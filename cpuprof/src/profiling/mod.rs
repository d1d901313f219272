//! Profiling core modules
//!
//! - Loading the sampler and attaching it to perf events
//! - Read-only views of the sampler's counts and stack trace maps
//! - Profile assembly from those maps
//! - CPU utilities and post-run diagnostics

pub mod cpu_utils;
pub mod diagnostics;
pub mod ebpf_setup;
pub mod profile;
pub mod profile_builder;
pub mod sample_table;

// Re-export common types
pub use cpu_utils::online_cpus;
pub use diagnostics::CaptureDiagnostics;
pub use ebpf_setup::{attach_sampler, init_ebpf_logger, load_ebpf_program, raise_memlock_rlimit};
pub use profile::{Profile, ProfileMeta};
pub use profile_builder::{build_profile, AssemblyReport, ProfileBuilder};
pub use sample_table::{decode_stack, CountsTable, StackTraceTable};
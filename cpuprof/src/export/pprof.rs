//! pprof encoding of an assembled [`Profile`]
//!
//! Profiles are written the way `go tool pprof` expects to read them: a
//! gzip-compressed `perftools.profiles.Profile` message.

use flate2::read::GzDecoder;
use flate2::write::GzEncoder;
use flate2::Compression;
use prost::Message;
use rustc_demangle::demangle;
use std::collections::HashMap;
use std::io::{Read, Write};

use crate::domain::ExportError;
use crate::export::proto;
use crate::profiling::profile::{Profile, ValueType};

/// Interned strings of a profile
///
/// pprof replaces every string by its index in a shared table whose first
/// entry is always "".
struct StringTable {
    strings: HashMap<String, i64>,
    table: Vec<String>,
}

impl StringTable {
    fn new() -> Self {
        let mut st = Self { strings: HashMap::new(), table: Vec::new() };
        st.intern("");
        st
    }

    /// Index of `string`, inserting it on first use
    #[allow(clippy::cast_possible_wrap)]
    fn intern(&mut self, string: &str) -> i64 {
        if let Some(&index) = self.strings.get(string) {
            return index;
        }
        let index = self.table.len() as i64;
        self.table.push(string.to_string());
        self.strings.insert(string.to_string(), index);
        index
    }

    fn value_type(&mut self, vt: &ValueType) -> proto::ValueType {
        proto::ValueType { r#type: self.intern(&vt.r#type), unit: self.intern(&vt.unit) }
    }

    fn finish(self) -> Vec<String> {
        self.table
    }
}

/// Convert a profile into its pprof message
#[must_use]
pub fn encode_profile(profile: &Profile) -> proto::Profile {
    let mut st = StringTable::new();

    let sample_type = profile.sample_type.iter().map(|vt| st.value_type(vt)).collect();
    let period_type = Some(st.value_type(&profile.period_type));

    let mapping = profile
        .mappings
        .iter()
        .map(|m| proto::Mapping {
            id: m.id,
            memory_start: m.memory_start,
            memory_limit: m.memory_limit,
            file_offset: m.file_offset,
            filename: st.intern(&m.filename),
            has_functions: m.has_functions,
            ..Default::default()
        })
        .collect();

    let location = profile
        .locations
        .iter()
        .map(|loc| proto::Location {
            id: loc.id,
            mapping_id: loc.mapping_id.unwrap_or(0),
            address: loc.address,
            line: loc
                .function_id
                .map(|function_id| proto::Line { function_id, line: 0 })
                .into_iter()
                .collect(),
            is_folded: false,
        })
        .collect();

    let function = profile
        .functions
        .iter()
        .map(|f| proto::Function {
            id: f.id,
            name: st.intern(&format!("{:#}", demangle(&f.name))),
            system_name: st.intern(&f.name),
            ..Default::default()
        })
        .collect();

    let sample = profile
        .samples
        .iter()
        .map(|s| proto::Sample {
            location_id: s.location_ids.clone(),
            value: s.value.clone(),
            label: Vec::new(),
        })
        .collect();

    proto::Profile {
        sample_type,
        sample,
        mapping,
        location,
        function,
        string_table: st.finish(),
        time_nanos: profile.time_nanos,
        duration_nanos: profile.duration_nanos,
        period_type,
        period: profile.period,
        ..Default::default()
    }
}

/// Write `profile` as a gzip-compressed pprof message
///
/// # Errors
/// Returns an error if encoding or writing fails
pub fn write_profile<W: Write>(profile: &Profile, writer: W) -> Result<(), ExportError> {
    let message = encode_profile(profile);
    let mut buf = Vec::with_capacity(message.encoded_len());
    message.encode(&mut buf)?;

    let mut encoder = GzEncoder::new(writer, Compression::default());
    encoder.write_all(&buf)?;
    encoder.finish()?;
    Ok(())
}

/// Read a pprof file, gzip-compressed or not
///
/// # Errors
/// Returns an error if reading, decompressing or decoding fails
pub fn read_profile<R: Read>(mut reader: R) -> Result<proto::Profile, ExportError> {
    let mut raw = Vec::new();
    reader.read_to_end(&mut raw)?;

    // gzip magic
    if raw.starts_with(&[0x1f, 0x8b]) {
        let mut decoded = Vec::new();
        GzDecoder::new(raw.as_slice()).read_to_end(&mut decoded)?;
        raw = decoded;
    }

    Ok(proto::Profile::decode(raw.as_slice())?)
}

#[cfg(test)]
mod tests {
    use super::*;
    use crate::profiling::profile::{Function, Location, Mapping, ProfileMeta, Sample};
    use std::time::Duration;

    fn sample_profile() -> Profile {
        let mut profile =
            Profile::new(&ProfileMeta::cpu(1_700_000_000_000_000_000, Duration::from_secs(10), 100));
        profile.mappings = vec![Mapping {
            id: 1,
            memory_start: 0x40_1000,
            memory_limit: 0x40_2000,
            file_offset: 0x1000,
            filename: "/tmp/fib".to_string(),
            has_functions: true,
        }];
        profile.functions = vec![Function { id: 1, name: "_ZN3fib4main17h0123456789abcdefE".into() }];
        profile.locations = vec![
            Location { id: 1, address: 0x40_1010, mapping_id: Some(1), function_id: Some(1) },
            Location { id: 2, address: 0x7f00_0000_0000, mapping_id: None, function_id: None },
        ];
        profile.samples = vec![Sample { value: vec![45], location_ids: vec![1, 2] }];
        profile
    }

    #[test]
    fn test_string_table_starts_empty() {
        let encoded = encode_profile(&sample_profile());
        assert_eq!(encoded.string_table[0], "");

        let st = &encoded.string_table;
        let sample_type = &encoded.sample_type[0];
        assert_eq!(st[sample_type.r#type as usize], "samples");
        assert_eq!(st[sample_type.unit as usize], "count");
        let period_type = encoded.period_type.as_ref().unwrap();
        assert_eq!(st[period_type.r#type as usize], "cpu");
        assert_eq!(st[period_type.unit as usize], "nanoseconds");
    }

    #[test]
    fn test_encode_ids_and_names() {
        let encoded = encode_profile(&sample_profile());
        let st = &encoded.string_table;

        assert_eq!(encoded.mapping[0].id, 1);
        assert_eq!(st[encoded.mapping[0].filename as usize], "/tmp/fib");
        assert_eq!(encoded.location[0].mapping_id, 1);
        assert_eq!(encoded.location[1].mapping_id, 0);
        assert_eq!(encoded.location[0].line[0].function_id, 1);
        assert!(encoded.location[1].line.is_empty());
        assert_eq!(st[encoded.function[0].name as usize], "fib::main");
        assert_eq!(
            st[encoded.function[0].system_name as usize],
            "_ZN3fib4main17h0123456789abcdefE"
        );
        assert_eq!(encoded.period, 10_000_000);
        assert_eq!(encoded.duration_nanos, 10_000_000_000);
    }

    #[test]
    fn test_strings_are_interned_once() {
        let mut st = StringTable::new();
        assert_eq!(st.intern(""), 0);
        assert_eq!(st.intern("a"), 1);
        assert_eq!(st.intern("b"), 2);
        assert_eq!(st.intern("a"), 1);
        assert_eq!(st.finish(), vec!["", "a", "b"]);
    }

    #[test]
    fn test_written_profile_is_gzip() {
        let mut buf = Vec::new();
        write_profile(&sample_profile(), &mut buf).unwrap();
        assert_eq!(&buf[..2], &[0x1f, 0x8b]);

        let decoded = read_profile(buf.as_slice()).unwrap();
        assert_eq!(decoded, encode_profile(&sample_profile()));
    }

    #[test]
    fn test_read_uncompressed_profile() {
        let encoded = encode_profile(&sample_profile()).encode_to_vec();
        let decoded = read_profile(encoded.as_slice()).unwrap();
        assert_eq!(decoded.sample[0].value, vec![45]);
    }
}
//! Hotspot analysis for pprof profiles.
//!
//! Aggregates samples by function name to find the functions that consume the
//! most CPU time. Works on the decoded pprof message so that profiles written
//! by earlier runs (or by other pprof producers) can be summarized as well.
//!
//! # Flat vs. cumulative
//!
//! ```text
//! sample: [leaf, caller, main] × 10
//!
//!           flat   cum
//! leaf        10    10
//! caller       0    10
//! main         0    10
//! ```
//!
//! A function appearing several times in one stack (recursion) is counted
//! once towards its cumulative total.

// Percentage calculations intentionally convert i64 to f64
#![allow(clippy::cast_precision_loss)]

use crate::export::proto;
use crate::symbolization::UNKNOWN_FUNCTION;
use std::collections::{HashMap, HashSet};

// =============================================================================
// FUNCTION HOTSPOT (OUTPUT TYPE)
// =============================================================================

/// A function with aggregated sample counts.
///
/// ```text
///       flat  flat%       cum  function
///        412  41.2%       998  fib::fib_naive
///         37   3.7%       998  fib::main
/// ```
#[derive(Debug, Clone, PartialEq)]
pub struct FunctionHotspot {
    /// Demangled function name, or `unknown` for unsymbolized frames.
    pub name: String,

    /// Samples with this function as the leaf frame.
    pub flat: i64,

    /// Samples with this function anywhere on the stack.
    pub cumulative: i64,

    /// `flat` as a percentage of all samples (0.0 - 100.0).
    pub percentage: f64,
}

// =============================================================================
// ANALYSIS
// =============================================================================

/// Rank the functions of `profile` by flat sample count.
///
/// Ties are broken by cumulative count, then by name, so the output is
/// deterministic. Returns at most `limit` entries.
#[must_use]
pub fn analyze_hotspots(profile: &proto::Profile, limit: usize) -> Vec<FunctionHotspot> {
    let names = function_names(profile);
    let locations: HashMap<u64, &proto::Location> =
        profile.location.iter().map(|loc| (loc.id, loc)).collect();

    let name_of = |location_id: u64| frame_name(&locations, &names, location_id);

    let mut flat: HashMap<&str, i64> = HashMap::new();
    let mut cumulative: HashMap<&str, i64> = HashMap::new();
    let mut total: i64 = 0;

    for sample in &profile.sample {
        let Some(&count) = sample.value.first() else {
            continue;
        };
        total = total.saturating_add(count);

        if let Some(&leaf) = sample.location_id.first() {
            let slot = flat.entry(name_of(leaf)).or_insert(0);
            *slot = slot.saturating_add(count);
        }

        let on_stack: HashSet<&str> = sample.location_id.iter().map(|&id| name_of(id)).collect();
        for name in on_stack {
            let slot = cumulative.entry(name).or_insert(0);
            *slot = slot.saturating_add(count);
        }
    }

    let mut hotspots: Vec<FunctionHotspot> = cumulative
        .into_iter()
        .map(|(name, cum)| {
            let flat = flat.get(name).copied().unwrap_or(0);
            FunctionHotspot {
                name: name.to_string(),
                flat,
                cumulative: cum,
                percentage: if total > 0 { flat as f64 / total as f64 * 100.0 } else { 0.0 },
            }
        })
        .collect();

    hotspots.sort_by(|a, b| {
        b.flat
            .cmp(&a.flat)
            .then_with(|| b.cumulative.cmp(&a.cumulative))
            .then_with(|| a.name.cmp(&b.name))
    });
    hotspots.truncate(limit);
    hotspots
}

/// Total of the first sample value across all samples.
#[must_use]
pub fn total_samples(profile: &proto::Profile) -> i64 {
    profile.sample.iter().filter_map(|s| s.value.first()).fold(0i64, |acc, &v| acc.saturating_add(v))
}

/// Name of the innermost function at `location_id`
fn frame_name<'a>(
    locations: &HashMap<u64, &'a proto::Location>,
    names: &HashMap<u64, &'a str>,
    location_id: u64,
) -> &'a str {
    locations
        .get(&location_id)
        .and_then(|loc| loc.line.first())
        .and_then(|line| names.get(&line.function_id).copied())
        .unwrap_or(UNKNOWN_FUNCTION)
}

fn string_at(profile: &proto::Profile, index: i64) -> Option<&str> {
    usize::try_from(index).ok().and_then(|i| profile.string_table.get(i)).map(String::as_str)
}

/// function id → name, resolved through the string table
fn function_names(profile: &proto::Profile) -> HashMap<u64, &str> {
    profile
        .function
        .iter()
        .filter_map(|f| {
            let name = string_at(profile, f.name)
                .filter(|n| !n.is_empty())
                .or_else(|| string_at(profile, f.system_name))?;
            Some((f.id, name))
        })
        .collect()
}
------------------------------------------------------------
| Task instructions |
In the listing above, reproduce the first line and each one after it through the line that contains "use prost::Message;".

| Exercise answer |
filename cpuprof/src/profiling/mod.rs
repository d1d901313f219272
//! Profiling core modules
//!
//! - Loading the sampler and attaching it to perf events
//! - Read-only views of the sampler's counts and stack trace maps
//! - Profile assembly from those maps
//! - CPU utilities and post-run diagnostics

pub mod cpu_utils;
pub mod diagnostics;
pub mod ebpf_setup;
pub mod profile;
pub mod profile_builder;
pub mod sample_table;

// Re-export common types
pub use cpu_utils::online_cpus;
pub use diagnostics::CaptureDiagnostics;
pub use ebpf_setup::{attach_sampler, init_ebpf_logger, load_ebpf_program, raise_memlock_rlimit};
pub use profile::{Profile, ProfileMeta};
pub use profile_builder::{build_profile, AssemblyReport, ProfileBuilder};
pub use sample_table::{decode_stack, CountsTable, StackTraceTable};
filename cpuprof/src/export/pprof.rs
//! pprof encoding of an assembled [`Profile`]
//!
//! Profiles are written the way `go tool pprof` expects to read them: a
//! gzip-compressed `perftools.profiles.Profile` message.

use flate2::read::GzDecoder;
use flate2::write::GzEncoder;
use flate2::Compression;
use prost::Message;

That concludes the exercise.